Tetrabenazine, the first in its class to be approved, was shown in randomized controlled trials (RCTs) to be effective for treating chorea in individuals with HD.26,27 Use of tetrabenazine can be limited by sedation, depressed mood, and need for frequent dosing.26 Deutetrabenazine (Austedo; Teva Neuroscience, Kansas City, MO) replaces 2 hydrogen atoms in tetrabenazine with deuterium, reducing its metabolism, stabilizing blood concentrations, and providing less frequent dosing options. Deutetrabenazine is effective for treating both HD-associated chorea and tardive dyskinesia, and side effects of deutetrabenazine treatment were not significantly different when compared with placebo groups.28,29 Valbenazine (Ingrezza; Neurocrine Biosciences, San Diego, CA), which selectively targets the VMAT2 protein, was recently approved for the treatment of chorea in people with HD and tardive dyskinesia after a RCT showed its ability to lower the total chorea score on the Unified Huntington’s Disease Rating Scale. Sedation was the most common side effect associated with valbenazine treatment.30,31
Dopamine receptor blockers are commonly used off-label to treat chorea. Atypical antipsychotics (eg, olanzapine, risperidone) are favored over older typical antipsychotics (eg, haloperidol) because of their reduced side effect profile. In small open-label studies, olanzapine improved chorea in individuals with HD and was well-tolerated overall with beneficial effect on behavioral symptoms as well.32,33 Small studies have also demonstrated that clozapine improved chorea in individuals with HD despite its minimal D2 receptor blockade, but clozapine treatment also requires frequent laboratory monitoring because of the risk of agranulocytosis.34
Other classes of medications are used clinically despite less robust evidence supporting their use, including antiglutaminergic medications, antiseizure medications, cannabinoids, and botulinum toxins. Antiglutamatergic medications are often used to treat chorea and have been studied in several populations. Amantadine is best known for effectiveness against levodopa-induced dyskinesia. However, data are mixed in randomized studies of individuals with HD and tardive dyskinesia.35-37 Placebo-controlled trials of riluzole showed a significant reduction in Unified Huntington’s Disease Rating Scale total chorea scores at high doses.38
Antiseizure medications can be a particularly attractive option for individuals with comorbid epilepsy and chorea. Sodium channel blockers appear to be most beneficial for chorea of specific etiologies in children, including Sydenham chorea and paroxysmal kinesigenic dyskinesia, and are also used to treat HD.39-41 Some evidence supports the use of longer-acting benzodiazepines to treat tardive dyskinesia, although its effect may be more on dystonic rather than choreic dyskinesia, and relief of symptoms is usually limited by side effects.42
Despite much discussion of the use of cannabinoids in treating chorea, there is limited evidence of associated benefit with use.

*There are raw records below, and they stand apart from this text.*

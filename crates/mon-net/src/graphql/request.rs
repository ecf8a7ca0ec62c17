//! GraphQL request body.

use serde::Serialize;

use crate::error::{Error, Result};

/// Header carrying the Hasura admin secret.
pub const ADMIN_SECRET_HEADER: &str = "x-hasura-admin-secret";

/// An empty caller header set.
pub const NO_HEADERS: [(&str, &str); 0] = [];

/// The JSON body of a GraphQL call: `{"query": ..., "variables": ...}`.
///
/// Borrows both parts; variables may be any serializable value, including
/// `()` or `None` for `null`.
#[derive(Serialize)]
pub struct GraphQLRequest<'a, V: ?Sized> {
    /// The GraphQL operation text.
    pub query: &'a str,
    /// Operation variables.
    pub variables: &'a V,
}

impl<'a, V: Serialize + ?Sized> GraphQLRequest<'a, V> {
    /// Create a request body.
    pub fn new(query: &'a str, variables: &'a V) -> Self {
        Self { query, variables }
    }

    /// Serialize to JSON bytes.
    pub fn to_vec(&self) -> Result<Vec<u8>> {
        serde_json::to_vec(self).map_err(Error::Serialize)
    }
}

Nabilone (Cesamet; Bausch Health US, Bridgewater, NJ), a synthetic cannabinoid, was linked with improvements in chorea symptoms in a double-blind placebo-controlled study; however, a study of Sativex, a combination of delta-9-tetrahydrocannabinol and cannabidiol, which likely more accurately reflects the composition of commercially available cannabis products, did not show any significant improvement in chorea.43,44
There is not sufficient evidence to support the use of botulinum toxin to treat generalized chorea as the movements are typically too widespread for this therapy to be effective. In cases of focal and localized chorea, however, treatment with botulinum toxin may be attempted.
Conclusion
Chorea treatment requires a careful assessment of the suspected etiology as well as the underlying indication for treatment. Clinicians should be strategic when considering medication options and keep in mind the underlying cause as well as any comorbid symptoms to select the optimal medication for each individual. Additionally, there are many benefits to multidisciplinary, nonpharmacologic approaches to the treatment of chorea.